I’ve been trying to figure out how to write on the week’s topic and bring it back around to construction, which has been most of the reason for my absence from this writing exercise. This week’s topic, however, is too good to pass up.
The blogging challenge this week was to talk about something that has become everyday or commonplace. Almost all of the technology that surrounds us these days at our workplaces has become just that.
We drive to work in the rain, using intermittent wipers without even one thought about the inventor. We navigate on roads that were planned by engineers and built by people we’ve never met or consider.
We arrive at our offices, turn off alarm systems, turn on air conditioning on a digital keypad, and flip on the lights. I, for one, don’t stop to consider how the electricitiy is being generated or pause in a moment of silence, lamenting Edison’s (first commercially practical) incandescent bulb or praising the fluorescent.

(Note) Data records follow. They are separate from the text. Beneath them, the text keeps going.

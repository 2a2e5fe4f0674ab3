//! Report command - scan history and print the artifact report.

use anyhow::{Context, Result};
use console::style;
use indicatif::{ProgressBar, ProgressStyle};
use tasklog_core::{ScanConfig, Scanner};
use tracing::info;

use super::print_hint;

/// Run the full pipeline and print the report.
pub fn run(config: ScanConfig, format: &str) -> Result<()> {
    if format != "text" && format != "json" {
        anyhow::bail!("Unsupported format: {}. Use 'text' or 'json'.", format);
    }

    let tasks = config.tasks.join(", ");
    let scanner = Scanner::new(config);

    let pb = ProgressBar::new_spinner();
    pb.set_style(
        ProgressStyle::default_spinner()
            .template("{spinner:.green} {msg}")
            .unwrap(),
    );
    pb.set_message("Scanning repository history...");
    pb.enable_steady_tick(std::time::Duration::from_millis(100));

    let result = scanner.run();
    pb.finish_and_clear();

    let report = match result {
        Ok(report) => report,
        Err(e) => {
            print_hint(&e);
            let stage = e.stage();
            return Err(e).with_context(|| format!("Report failed during {} stage", stage));
        }
    };

    info!(
        rows = report.rows.len(),
        shared = report.shared_rows().count(),
        format,
        "report ready to print"
    );

    match format {
        "json" => {
            let json = report.to_json().context("Failed to serialize to JSON")?;
            println!("{}", json);
        }
        _ => {
            if report.is_empty() {
                println!(
                    "{} No changes found for tasks {}",
                    style("→").cyan(),
                    style(&tasks).bold()
                );
            } else {
                print!("{}", report.to_text());
            }
        }
    }

    Ok(())
}
//! Core data types for tasklog.

use serde::{Deserialize, Serialize};
use std::fmt;
use std::path::{Path, PathBuf};

/// Kind of change a commit made to a file.
#[derive(Debug, Clone, Copy, PartialEq, Eq, PartialOrd, Ord, Hash, Serialize, Deserialize)]
pub enum ChangeType {
    /// File was created.
    #[serde(rename = "A")]
    Added,
    /// File contents changed.
    #[serde(rename = "M")]
    Modified,
    /// File was removed.
    #[serde(rename = "D")]
    Deleted,
    /// File was moved to a new path.
    #[serde(rename = "R")]
    Renamed,
}

impl ChangeType {
    /// All change types in report order.
    pub const ALL: [ChangeType; 4] = [
        ChangeType::Added,
        ChangeType::Modified,
        ChangeType::Deleted,
        ChangeType::Renamed,
    ];

    /// One-letter code used by `git log --name-status`.
    pub fn code(self) -> char {
        match self {
            ChangeType::Added => 'A',
            ChangeType::Modified => 'M',
            ChangeType::Deleted => 'D',
            ChangeType::Renamed => 'R',
        }
    }

    /// Parse from the leading letter of a name-status code.
    pub fn from_code(code: char) -> Option<Self> {
        match code {
            'A' => Some(ChangeType::Added),
            'M' => Some(ChangeType::Modified),
            'D' => Some(ChangeType::Deleted),
            'R' => Some(ChangeType::Renamed),
            _ => None,
        }
    }

    /// Human-readable label.
    pub fn label(self) -> &'static str {
        match self {
            ChangeType::Added => "added",
            ChangeType::Modified => "modified",
            ChangeType::Deleted => "deleted",
            ChangeType::Renamed => "renamed",
        }
    }
}

impl fmt::Display for ChangeType {
    fn fmt(&self, f: &mut fmt::Formatter<'_>) -> fmt::Result {
        write!(f, "{}", self.code())
    }
}

/// A local repository to scan.
#[derive(Debug, Clone, PartialEq, Eq)]
pub struct RepositoryRef {
    /// Filesystem path to the repository.
    pub path: PathBuf,
    /// Base directory name, used to namespace artifact paths.
    pub name: String,
}

impl RepositoryRef {
    /// Creates a reference whose name is the last component of `path`.
    pub fn new(path: impl Into<PathBuf>) -> Self {
        let path = path.into();
        let name = repository_name(&path);
        Self { path, name }
    }
}

fn repository_name(path: &Path) -> String {
    path.file_name()
        .map(|n| n.to_string_lossy().into_owned())
        .unwrap_or_else(|| path.display().to_string())
}

/// One parsed file change from one commit.
#[derive(Debug, Clone, PartialEq, Eq)]
pub struct ChangeRecord {
    /// Repository display name.
    pub repository: String,
    /// Task identifier taken from the commit subject.
    pub task: String,
    /// Kind of change.
    pub change: ChangeType,
    /// Working artifact path (`<repository>/<file>`); rewritten by rename propagation.
    pub path: String,
    /// Path before a rename.
    pub old_path: Option<String>,
    /// Path after a rename.
    pub new_path: Option<String>,
}

impl ChangeRecord {
    /// Creates a non-rename record.
    pub fn new(
        repository: impl Into<String>,
        task: impl Into<String>,
        change: ChangeType,
        path: impl Into<String>,
    ) -> Self {
        Self {
            repository: repository.into(),
            task: task.into(),
            change,
            path: path.into(),
            old_path: None,
            new_path: None,
        }
    }

    /// Creates a rename record. The working path starts at `old_path`.
    pub fn renamed(
        repository: impl Into<String>,
        task: impl Into<String>,
        old_path: impl Into<String>,
        new_path: impl Into<String>,
    ) -> Self {
        let old_path = old_path.into();
        Self {
            repository: repository.into(),
            task: task.into(),
            change: ChangeType::Renamed,
            path: old_path.clone(),
            old_path: Some(old_path),
            new_path: Some(new_path.into()),
        }
    }
}

/// Occurrences of one (task, change type) pair on an artifact.
#[derive(Debug, Clone, PartialEq, Eq, Serialize, Deserialize)]
pub struct TaskEntry {
    /// Task identifier.
    pub task: String,
    /// Kind of change.
    pub change: ChangeType,
    /// Number of raw records folded into this entry (always >= 1).
    pub count: u32,
}

/// A file with its per-task change history.
#[derive(Debug, Clone, PartialEq, Eq, Serialize, Deserialize)]
pub struct Artifact {
    /// Current (post-rename) path.
    pub path: String,
    /// Target of the latest rename, if any.
    pub new_path: Option<String>,
    /// Source of the latest rename, if any.
    pub old_path: Option<String>,
    /// Repository display name.
    pub repository: String,
    /// Entries in first-seen order.
    pub entries: Vec<TaskEntry>,
}

impl Artifact {
    /// Returns true if another entry shares `entry_index`'s change type.
    pub fn shares_change_type(&self, entry_index: usize) -> bool {
        let change = self.entries[entry_index].change;
        self.entries
            .iter()
            .enumerate()
            .any(|(i, e)| i != entry_index && e.change == change)
    }
}

/// Summary of one artifact inside an output row.
#[derive(Debug, Clone, PartialEq, Eq, Serialize, Deserialize)]
pub struct ArtifactSummary {
    /// Current artifact path.
    pub path: String,
    /// Source of the latest rename, if any.
    #[serde(skip_serializing_if = "Option::is_none")]
    pub old_path: Option<String>,
    /// Target of the latest rename, if any.
    #[serde(skip_serializing_if = "Option::is_none")]
    pub new_path: Option<String>,
    /// Kind of change.
    pub change: ChangeType,
    /// Total occurrences.
    pub count: u32,
}

/// Which grouping produced an output row.
#[derive(Debug, Clone, Copy, PartialEq, Eq, Serialize, Deserialize)]
#[serde(rename_all = "snake_case")]
pub enum RowShape {
    /// Several tasks share one change type on a single artifact.
    SharedChangeType,
    /// One task and one change type across many artifacts.
    TaskChangeType,
}

/// One row of the final report.
#[derive(Debug, Clone, PartialEq, Eq, Serialize, Deserialize)]
pub struct OutputRow {
    /// Grouping that produced this row.
    pub shape: RowShape,
    /// Task identifiers.
    pub tasks: Vec<String>,
    /// Artifact summaries.
    pub artifacts: Vec<ArtifactSummary>,
}

impl OutputRow {
    /// Number shown in a row header: the task count for single-artifact
    /// rows, otherwise the artifact count.
    pub fn headline_count(&self) -> usize {
        if self.artifacts.len() == 1 {
            self.tasks.len()
        } else {
            self.artifacts.len()
        }
    }
}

I no longer marvel at the speed and agility of our latest computer or its operating system; rather, I become upset when it becomes sluggish, costing us seconds of time.
Where Morse Code used to dominate the telegraph industry we text with our phones, person to person using QWERTY keyboards or artificial intelligence. It’s not cool anymore; it’s expected, normal, and not worth discussing at the dinner table.

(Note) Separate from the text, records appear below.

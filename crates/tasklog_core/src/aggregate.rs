//! Grouping resolved change records into per-artifact task histories.

use crate::types::{Artifact, ChangeRecord, ChangeType, TaskEntry};
use std::cmp::Ordering;
use std::collections::HashMap;
use tracing::debug;

/// Which change types survive aggregation.
#[derive(Debug, Clone, Copy, PartialEq, Eq, Default)]
pub struct AggregateOptions {
    /// Keep Deleted entries.
    pub include_deleted: bool,
    /// Keep Renamed entries.
    pub include_renamed: bool,
}

/// Groups records by (repository, path), filters, and sorts the result.
///
/// Repeated (task, change type) pairs on one artifact increment the entry's
/// count. A rename record overwrites the artifact's old/new path, so the
/// latest rename wins.
pub fn aggregate(records: &[ChangeRecord], options: AggregateOptions) -> Vec<Artifact> {
    let mut artifacts = group(records);

    if !options.include_deleted {
        artifacts = exclude_change(artifacts, ChangeType::Deleted);
    }
    if !options.include_renamed {
        artifacts = exclude_change(artifacts, ChangeType::Renamed);
    }

    artifacts.sort_by(compare_artifacts);

    debug!(
        records = records.len(),
        artifacts = artifacts.len(),
        "aggregated artifacts"
    );
    artifacts
}

/// Builds artifacts in first-seen order.
fn group(records: &[ChangeRecord]) -> Vec<Artifact> {
    let mut index: HashMap<(&str, &str), usize> = HashMap::new();
    let mut artifacts: Vec<Artifact> = Vec::new();

    for record in records {
        let key = (record.repository.as_str(), record.path.as_str());
        let slot = *index.entry(key).or_insert_with(|| {
            artifacts.push(Artifact {
                path: record.path.clone(),
                new_path: None,
                old_path: None,
                repository: record.repository.clone(),
                entries: Vec::new(),
            });
            artifacts.len() - 1
        });
        let artifact = &mut artifacts[slot];

        if record.change == ChangeType::Renamed {
            artifact.old_path = record.old_path.clone();
            artifact.new_path = record.new_path.clone();
        }

        match artifact
            .entries
            .iter_mut()
            .find(|e| e.task == record.task && e.change == record.change)
        {
            Some(entry) => entry.count += 1,
            None => artifact.entries.push(TaskEntry {
                task: record.task.clone(),
                change: record.change,
                count: 1,
            }),
        }
    }

    artifacts
}

/// Removes every entry of `change`; artifacts left empty are dropped.
pub fn exclude_change(artifacts: Vec<Artifact>, change: ChangeType) -> Vec<Artifact> {
    artifacts
        .into_iter()
        .filter_map(|mut artifact| {
            artifact.entries.retain(|e| e.change != change);
            (!artifact.entries.is_empty()).then_some(artifact)
        })
        .collect()
}

/// Orders by repository, then by path read from its last character backward.
pub fn compare_artifacts(a: &Artifact, b: &Artifact) -> Ordering {
    a.repository
        .cmp(&b.repository)
        .then_with(|| compare_suffix_first(&a.path, &b.path))
}

/// Compares two strings from their last character backward, so paths
/// sharing a tail sort next to each other.
pub fn compare_suffix_first(a: &str, b: &str) -> Ordering {
    a.chars().rev().cmp(b.chars().rev())
}
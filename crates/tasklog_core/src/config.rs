//! Scan configuration.

use crate::error::{Result, TasklogError};
use crate::types::RepositoryRef;
use serde::{Deserialize, Serialize};
use std::fs;
use std::path::{Path, PathBuf};

/// Everything one report run needs.
///
/// Built by the caller (CLI flags, a TOML file, or both) and passed
/// explicitly into [`crate::Scanner`].
#[derive(Debug, Clone, PartialEq, Eq, Serialize, Deserialize)]
pub struct ScanConfig {
    /// Directory that relative repository paths are resolved against.
    #[serde(default)]
    pub base_dir: Option<PathBuf>,

    /// Repositories to scan.
    #[serde(default)]
    pub repositories: Vec<PathBuf>,

    /// Author filter passed to `git log --author`.
    #[serde(default)]
    pub author: String,

    /// Task identifiers to look for in commit messages.
    #[serde(default)]
    pub tasks: Vec<String>,

    /// Scan local branches instead of remote-tracking branches.
    #[serde(default)]
    pub include_local_branches: bool,

    /// Keep deletions in the report.
    #[serde(default)]
    pub include_deleted: bool,

    /// Keep renames in the report.
    #[serde(default)]
    pub include_renamed: bool,

    /// Word that precedes the task number in commit subjects (default: "task").
    #[serde(default = "default_task_marker")]
    pub task_marker: String,

    /// Upper bound on concurrently running history queries (default: 8).
    #[serde(default = "default_max_concurrent_queries")]
    pub max_concurrent_queries: usize,
}

fn default_task_marker() -> String {
    "task".to_string()
}

fn default_max_concurrent_queries() -> usize {
    8
}

impl Default for ScanConfig {
    fn default() -> Self {
        Self {
            base_dir: None,
            repositories: Vec::new(),
            author: String::new(),
            tasks: Vec::new(),
            include_local_branches: false,
            include_deleted: false,
            include_renamed: false,
            task_marker: default_task_marker(),
            max_concurrent_queries: default_max_concurrent_queries(),
        }
    }
}

impl ScanConfig {
    /// Load configuration from a TOML file.
    pub fn load(path: &Path) -> Result<Self> {
        let content = fs::read_to_string(path).map_err(|e| TasklogError::ConfigFile {
            path: path.to_path_buf(),
            reason: format!("failed to read: {}", e),
        })?;
        toml::from_str(&content).map_err(|e| TasklogError::ConfigFile {
            path: path.to_path_buf(),
            reason: format!("failed to parse: {}", e),
        })
    }

    /// Checks that every required field is present.
    ///
    /// Runs before any repository is touched.
    pub fn validate(&self) -> Result<()> {
        if self.repositories.is_empty() {
            return Err(TasklogError::Configuration(
                "at least one repository is required".to_string(),
            ));
        }
        if self.author.trim().is_empty() {
            return Err(TasklogError::Configuration(
                "an author filter is required".to_string(),
            ));
        }
        if self.tasks.is_empty() {
            return Err(TasklogError::Configuration(
                "at least one task identifier is required".to_string(),
            ));
        }
        if self.tasks.iter().any(|t| t.trim().is_empty()) {
            return Err(TasklogError::Configuration(
                "task identifiers must not be empty".to_string(),
            ));
        }
        if self.task_marker.trim().is_empty() {
            return Err(TasklogError::Configuration(
                "the task marker must not be empty".to_string(),
            ));
        }
        if self.max_concurrent_queries == 0 {
            return Err(TasklogError::Configuration(
                "max_concurrent_queries must be at least 1".to_string(),
            ));
        }

        // Artifact paths are namespaced by repository name, so two
        // repositories sharing a directory name would merge their files.
        let refs = self.repository_refs();
        for (i, repo) in refs.iter().enumerate() {
            if let Some(other) = refs[..i].iter().find(|r| r.name == repo.name) {
                return Err(TasklogError::Configuration(format!(
                    "repositories {} and {} share the name {:?}",
                    other.path.display(),
                    repo.path.display(),
                    repo.name
                )));
            }
        }
        Ok(())
    }

    /// Resolves configured repository paths against `base_dir`.
    pub fn repository_refs(&self) -> Vec<RepositoryRef> {
        self.repositories
            .iter()
            .map(|path| match &self.base_dir {
                Some(base) if path.is_relative() => RepositoryRef::new(base.join(path)),
                _ => RepositoryRef::new(path.clone()),
            })
            .collect()
    }
}

/// Splits a comma-separated list, trimming items and dropping blanks and
/// duplicates while keeping first-seen order.
pub fn split_list(value: &str) -> Vec<String> {
    let mut items: Vec<String> = Vec::new();
    for item in value.split(',').map(str::trim).filter(|s| !s.is_empty()) {
        if !items.iter().any(|existing| existing == item) {
            items.push(item.to_string());
        }
    }
    items
}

When the phone rings at the office, yes we still have a land-line, I don’t have to bother with operators, share a party line, or have wires looking for homes in a grid, whose enigma I would have to solve. I push a button and the person is on hold. I push another and they’re transferred to a cell phone.
I scan documents to email, download photos from a digital camera that no longer have to be developed, and do myriads of other tasks made easier by every day technology.
I don’t even wear a wristwatch anymore since there are three clocks within a foot of me and another in eye-shot.
It’s five o’clock and I have the choice to ride home on a commuter train, a long way from the steam engines of old, or drive home in my combustion engine vehicle.
The sun sets yet again over the ocean and I probably don’t even stop to notice the unique gradation and display of colors that will not be repeated tomorrow.
What do I overlook? Nearly everything around me on a daily basis.